Still here? OK, let me explain what it does. Rotato is an app where you drag in screenshots of your own app running, and Rotato places them in a 3D Apple device. From there, you can add movement and music to make movies, captions around the device, shadows, animations, and more, creating a beautiful trailer for your app.
What Rotato does particularly well is provide some slick animations out of the box – you can get great effects with literally only a couple of clicks of your mouse. And if you want more control, you can customize things like the lens length, blur, and more, and even add custom reflections.
You’ve done all the hard work of building your app, so now sit back and let Rotato make it look its best.

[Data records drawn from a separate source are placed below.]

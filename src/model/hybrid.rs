use log::info;

use crate::data::images::ImageTensor;
use crate::error::Result;
use crate::layers::{Mode, NamedParam, NamedParamMut};
use crate::math::matrix::Matrix;
use crate::model::branch::Branch;
use crate::model::fusion::{concat, FusionHead};
use crate::model::image::ImageBranch;
use crate::model::recurrent::RecurrentBranch;
use crate::model::regressor::Regressor;

/// One engine observation seen by both branches.
#[derive(Debug, Clone)]
pub struct HybridSample {
    pub sequence: Matrix,
    pub image: ImageTensor,
}

/// Recurrent branch + image branch + fusion head, trained as one regressor.
///
/// Both branches are frozen unless `fine_tune_recurrent` is set, in which
/// case the fusion gradient also flows back through the recurrent branch.
/// The image branch always runs in evaluation mode.
#[derive(Debug, Clone)]
pub struct HybridModel {
    recurrent: RecurrentBranch,
    image: ImageBranch,
    head: FusionHead,
    fine_tune_recurrent: bool,
}

impl HybridModel {
    pub fn new(
        mut recurrent: RecurrentBranch,
        mut image: ImageBranch,
        units: &[usize],
        seed: u64,
        fine_tune_recurrent: bool,
    ) -> Result<HybridModel> {
        let head = FusionHead::new(recurrent.embedding_dim() + image.embedding_dim(), units, seed)?;
        recurrent.set_frozen(!fine_tune_recurrent);
        image.set_head_frozen(true);
        info!(
            "hybrid model: {} recurrent + {} image features, recurrent branch {}",
            recurrent.embedding_dim(),
            image.embedding_dim(),
            if fine_tune_recurrent { "fine-tuned" } else { "frozen" }
        );
        Ok(HybridModel { recurrent, image, head, fine_tune_recurrent })
    }

    pub fn recurrent(&self) -> &RecurrentBranch {
        &self.recurrent
    }

    pub fn head(&self) -> &FusionHead {
        &self.head
    }

    /// Concatenated `[recurrent | image]` embedding of one sample.
    pub fn features(&mut self, sample: &HybridSample, mode: Mode) -> Vec<f64> {
        let recurrent_mode = if self.fine_tune_recurrent { mode } else { Mode::Eval };
        let r = self.recurrent.embed(&sample.sequence, recurrent_mode);
        let i = self.image.embed(&sample.image, Mode::Eval);
        concat(&r, &i)
    }
}

impl Regressor for HybridModel {
    type Input = HybridSample;

    fn forward(&mut self, input: &HybridSample, mode: Mode) -> f64 {
        let features = self.features(input, mode);
        self.head.forward_features(&features)
    }

    fn backward(&mut self, d_output: f64) {
        let d_features = self.head.backward_features(d_output);
        if self.fine_tune_recurrent {
            let split = self.recurrent.embedding_dim();
            self.recurrent.backward_embedding(&d_features[..split]);
        }
    }

    fn params(&self) -> Vec<NamedParam<'_>> {
        let mut out = self.recurrent.params();
        out.extend(self.image.params());
        out.extend(self.head.params());
        out
    }

    fn params_mut(&mut self) -> Vec<NamedParamMut<'_>> {
        let mut out = self.recurrent.params_mut();
        out.extend(self.image.params_mut());
        out.extend(self.head.params_mut());
        out
    }
}
use std::fs::File;
use std::io::BufReader;
use std::path::Path;

use log::debug;
use serde_json::Value;

use crate::data::array::NumericArray;
use crate::error::{Error, Result};

/// Reads the numeric field `field` from a `.mat` (MAT v5) or `.json` file.
///
/// JSON files hold an object keyed by field name whose value is a number or a
/// (nested, rectangular) array of numbers. Nothing is cached: every call goes
/// back to disk.
pub fn load_field(path: impl AsRef<Path>, field: &str) -> Result<NumericArray> {
    let path = path.as_ref();
    if !path.is_file() {
        return Err(Error::data_at(path, "file not found"));
    }
    let ext = path.extension()
        .and_then(|e| e.to_str())
        .map(|e| e.to_ascii_lowercase())
        .unwrap_or_default();

    let array = match ext.as_str() {
        "mat" => load_mat_field(path, field)?,
        "json" => load_json_field(path, field)?,
        other => {
            return Err(Error::data_at(
                path,
                format!("unsupported matrix file extension '{}' (expected .mat or .json)", other),
            ))
        }
    };
    debug!("loaded '{}' from {} with shape {:?}", field, path.display(), array.shape());
    Ok(array)
}

/// Loads a sensor-history matrix and reshapes it to `(N, L, 1)`.
pub fn load_sequences(path: impl AsRef<Path>, field: &str) -> Result<NumericArray> {
    let path = path.as_ref();
    let array = load_field(path, field)?;
    let shape = array.shape().to_vec();
    match shape.as_slice() {
        &[n, l] => array.reshape(vec![n, l, 1]),
        &[_, _, 1] => Ok(array),
        other => Err(Error::data_at(
            path,
            format!("field '{}' has shape {:?}, expected (samples, steps)", field, other),
        )),
    }
}

/// Loads a target vector; `(N)`, `(N, 1)` and `(1, N)` layouts are accepted.
pub fn load_targets(path: impl AsRef<Path>, field: &str) -> Result<Vec<f64>> {
    let path = path.as_ref();
    let array = load_field(path, field)?;
    let non_singleton = array.shape().iter().filter(|&&d| d != 1).count();
    if array.shape().is_empty() || non_singleton > 1 {
        return Err(Error::data_at(
            path,
            format!("field '{}' has shape {:?}, expected a vector of targets", field, array.shape()),
        ));
    }
    Ok(array.into_data())
}

fn load_mat_field(path: &Path, field: &str) -> Result<NumericArray> {
    use matfile::NumericData;

    let file = File::open(path).map_err(|e| Error::data_at(path, e))?;
    let mat = matfile::MatFile::parse(BufReader::new(file))
        .map_err(|e| Error::data_at(path, format!("corrupt MAT file: {:?}", e)))?;
    let array = mat.find_by_name(field)
        .ok_or_else(|| Error::data_at(path, format!("no field named '{}'", field)))?;

    let values: Vec<f64> = match array.data() {
        NumericData::Double { real, .. } => real.clone(),
        NumericData::Single { real, .. } => real.iter().map(|&v| v as f64).collect(),
        NumericData::Int8 { real, .. } => real.iter().map(|&v| v as f64).collect(),
        NumericData::UInt8 { real, .. } => real.iter().map(|&v| v as f64).collect(),
        NumericData::Int16 { real, .. } => real.iter().map(|&v| v as f64).collect(),
        NumericData::UInt16 { real, .. } => real.iter().map(|&v| v as f64).collect(),
        NumericData::Int32 { real, .. } => real.iter().map(|&v| v as f64).collect(),
        NumericData::UInt32 { real, .. } => real.iter().map(|&v| v as f64).collect(),
        NumericData::Int64 { real, .. } => real.iter().map(|&v| v as f64).collect(),
        NumericData::UInt64 { real, .. } => real.iter().map(|&v| v as f64).collect(),
    };
    NumericArray::from_column_major(array.size().to_vec(), values)
        .map_err(|e| Error::data_at(path, e))
}

fn load_json_field(path: &Path, field: &str) -> Result<NumericArray> {
    let file = File::open(path).map_err(|e| Error::data_at(path, e))?;
    let root: Value = serde_json::from_reader(BufReader::new(file))
        .map_err(|e| Error::data_at(path, format!("corrupt JSON file: {}", e)))?;
    let value = root.get(field)
        .ok_or_else(|| Error::data_at(path, format!("no field named '{}'", field)))?;

    let mut shape = Vec::new();
    let mut data = Vec::new();
    flatten_json(value, 0, &mut shape, &mut None, &mut data)
        .map_err(|reason| Error::data_at(path, format!("field '{}': {}", field, reason)))?;
    if shape.iter().product::<usize>() != data.len() {
        return Err(Error::data_at(path, format!("field '{}' is not rectangular", field)));
    }
    NumericArray::new(shape, data)
}

/// Walks nested arrays depth first. `leaf_depth` is the depth of the first
/// number seen; every other number must sit at the same depth and no array
/// may open at or below it.
fn flatten_json(
    value: &Value,
    depth: usize,
    shape: &mut Vec<usize>,
    leaf_depth: &mut Option<usize>,
    out: &mut Vec<f64>,
) -> std::result::Result<(), String> {
    match value {
        Value::Number(n) => {
            if shape.len() != depth || *leaf_depth.get_or_insert(depth) != depth {
                return Err("ragged nesting".into());
            }
            out.push(n.as_f64().ok_or("number out of range")?);
            Ok(())
        }
        Value::Array(items) => {
            if leaf_depth.is_some_and(|leaf| depth >= leaf) {
                return Err("ragged nesting".into());
            }
            if shape.len() == depth {
                shape.push(items.len());
            } else if shape.get(depth) != Some(&items.len()) {
                return Err("rows of different lengths".into());
            }
            items.iter().try_for_each(|item| flatten_json(item, depth + 1, shape, leaf_depth, out))
        }
        other => Err(format!("non-numeric value {}", other)),
    }
}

Another macOS app from Mark Bridges aimed at automating common tasks, this one aimed at create asset catalogs more easily. The most common use case is when you want to create something like an app icon using a single asset – rather than scaling it down yourself then dragging in individual files, you can just make Asset Catalog Creator Pro create all varieties from a single input.
As well as iOS app icons, this app supports layered icons and top shelf icons for tvOS, watchOS icons and complications, macOS icons, and general image sets for other purposes such as macOS side bar icons and more.
This app does precisely one thing, but it does it well. You If you don’t need all the features of the Pro version, the regular free version still supports iOS icon creator and is a safe bet.
This is a relatively new attempt at building an editor for developers, and although it has quite a few rough edges it shows great promise for the future – I wouldn’t necessarily recommend you buy this one now, but certainly keep a watch for how it improves in coming versions.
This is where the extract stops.